> [TASK DESCRIPTION] A single number is needed: how many lines of the data hold the word "elapsed".

************

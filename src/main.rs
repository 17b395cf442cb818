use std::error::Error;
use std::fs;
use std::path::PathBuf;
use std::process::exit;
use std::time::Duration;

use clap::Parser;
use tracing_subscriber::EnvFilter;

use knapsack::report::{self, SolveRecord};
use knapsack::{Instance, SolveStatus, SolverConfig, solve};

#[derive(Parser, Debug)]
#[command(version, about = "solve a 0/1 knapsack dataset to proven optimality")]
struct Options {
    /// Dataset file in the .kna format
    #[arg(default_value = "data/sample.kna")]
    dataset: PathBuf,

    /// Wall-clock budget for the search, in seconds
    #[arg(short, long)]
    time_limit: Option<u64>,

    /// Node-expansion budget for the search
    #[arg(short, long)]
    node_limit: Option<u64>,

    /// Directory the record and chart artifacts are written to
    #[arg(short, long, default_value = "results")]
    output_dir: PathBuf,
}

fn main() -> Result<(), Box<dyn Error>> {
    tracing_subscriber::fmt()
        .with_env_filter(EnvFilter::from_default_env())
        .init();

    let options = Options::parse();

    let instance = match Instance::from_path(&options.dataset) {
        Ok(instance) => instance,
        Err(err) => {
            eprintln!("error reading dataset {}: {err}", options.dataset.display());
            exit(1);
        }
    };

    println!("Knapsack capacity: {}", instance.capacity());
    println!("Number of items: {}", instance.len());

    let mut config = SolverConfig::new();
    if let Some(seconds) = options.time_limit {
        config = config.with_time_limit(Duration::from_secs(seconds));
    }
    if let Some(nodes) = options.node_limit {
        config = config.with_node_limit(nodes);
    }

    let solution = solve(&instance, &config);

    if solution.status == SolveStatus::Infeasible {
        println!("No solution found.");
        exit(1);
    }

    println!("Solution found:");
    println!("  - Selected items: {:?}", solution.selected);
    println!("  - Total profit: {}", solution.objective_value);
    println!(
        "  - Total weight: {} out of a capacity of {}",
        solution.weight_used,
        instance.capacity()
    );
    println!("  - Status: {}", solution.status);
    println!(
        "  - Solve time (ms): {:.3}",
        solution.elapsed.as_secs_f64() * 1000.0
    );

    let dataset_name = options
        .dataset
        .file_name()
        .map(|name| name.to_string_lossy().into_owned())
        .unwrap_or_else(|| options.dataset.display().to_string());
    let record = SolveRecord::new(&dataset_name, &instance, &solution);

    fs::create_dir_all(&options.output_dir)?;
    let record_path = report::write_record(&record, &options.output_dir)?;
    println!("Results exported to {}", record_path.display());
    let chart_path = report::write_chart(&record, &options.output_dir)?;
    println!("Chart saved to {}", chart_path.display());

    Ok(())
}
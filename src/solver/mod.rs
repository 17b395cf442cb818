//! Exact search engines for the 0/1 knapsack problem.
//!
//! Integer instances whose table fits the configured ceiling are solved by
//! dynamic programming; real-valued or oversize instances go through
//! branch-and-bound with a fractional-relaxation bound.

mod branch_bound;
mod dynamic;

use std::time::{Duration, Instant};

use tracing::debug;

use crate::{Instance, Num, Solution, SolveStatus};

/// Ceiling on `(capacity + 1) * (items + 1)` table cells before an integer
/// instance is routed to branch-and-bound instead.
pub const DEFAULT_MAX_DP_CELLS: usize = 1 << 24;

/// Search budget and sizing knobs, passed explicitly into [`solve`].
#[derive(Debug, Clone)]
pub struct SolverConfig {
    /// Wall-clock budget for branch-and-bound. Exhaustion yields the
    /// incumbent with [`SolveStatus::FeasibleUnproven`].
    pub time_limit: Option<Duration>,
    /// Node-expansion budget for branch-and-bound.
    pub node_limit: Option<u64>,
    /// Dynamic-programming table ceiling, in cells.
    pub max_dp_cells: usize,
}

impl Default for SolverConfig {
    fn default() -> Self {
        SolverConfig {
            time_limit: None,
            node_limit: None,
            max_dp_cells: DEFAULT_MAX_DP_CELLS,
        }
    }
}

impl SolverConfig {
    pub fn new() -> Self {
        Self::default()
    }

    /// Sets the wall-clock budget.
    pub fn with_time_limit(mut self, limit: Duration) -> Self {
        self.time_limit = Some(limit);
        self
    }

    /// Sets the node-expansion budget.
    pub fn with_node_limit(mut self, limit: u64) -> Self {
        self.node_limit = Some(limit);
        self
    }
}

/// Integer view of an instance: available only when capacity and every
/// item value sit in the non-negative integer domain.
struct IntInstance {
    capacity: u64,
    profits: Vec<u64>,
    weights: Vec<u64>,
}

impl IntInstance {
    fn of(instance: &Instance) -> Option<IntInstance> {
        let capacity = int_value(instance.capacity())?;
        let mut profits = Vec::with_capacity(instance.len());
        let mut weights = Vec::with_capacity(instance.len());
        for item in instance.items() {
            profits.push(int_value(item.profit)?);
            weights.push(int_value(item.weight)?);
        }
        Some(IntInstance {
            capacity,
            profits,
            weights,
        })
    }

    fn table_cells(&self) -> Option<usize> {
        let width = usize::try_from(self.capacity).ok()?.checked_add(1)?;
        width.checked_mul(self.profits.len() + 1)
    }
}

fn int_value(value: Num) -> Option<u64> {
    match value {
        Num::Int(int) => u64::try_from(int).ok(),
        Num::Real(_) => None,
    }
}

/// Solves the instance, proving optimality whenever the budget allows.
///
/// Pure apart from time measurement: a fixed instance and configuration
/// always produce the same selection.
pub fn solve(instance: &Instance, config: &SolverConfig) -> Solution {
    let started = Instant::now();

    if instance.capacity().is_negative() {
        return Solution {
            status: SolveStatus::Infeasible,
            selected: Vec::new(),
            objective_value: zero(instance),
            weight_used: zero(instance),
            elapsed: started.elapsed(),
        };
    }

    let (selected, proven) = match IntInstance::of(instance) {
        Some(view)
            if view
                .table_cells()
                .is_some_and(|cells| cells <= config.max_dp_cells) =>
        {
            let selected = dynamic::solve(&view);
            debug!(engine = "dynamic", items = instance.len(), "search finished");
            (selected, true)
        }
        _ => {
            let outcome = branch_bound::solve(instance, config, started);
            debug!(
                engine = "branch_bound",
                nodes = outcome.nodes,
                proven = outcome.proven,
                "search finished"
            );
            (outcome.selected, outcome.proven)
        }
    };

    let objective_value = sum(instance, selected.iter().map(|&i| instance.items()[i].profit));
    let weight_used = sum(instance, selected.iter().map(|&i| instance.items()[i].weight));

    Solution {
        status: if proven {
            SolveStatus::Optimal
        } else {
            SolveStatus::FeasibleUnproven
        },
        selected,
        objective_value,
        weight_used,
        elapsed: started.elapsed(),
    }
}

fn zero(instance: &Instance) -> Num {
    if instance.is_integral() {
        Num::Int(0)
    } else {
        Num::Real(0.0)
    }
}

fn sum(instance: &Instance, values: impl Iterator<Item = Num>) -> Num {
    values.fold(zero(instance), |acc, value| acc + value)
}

************

> [EXERCISE SOLUTION] 3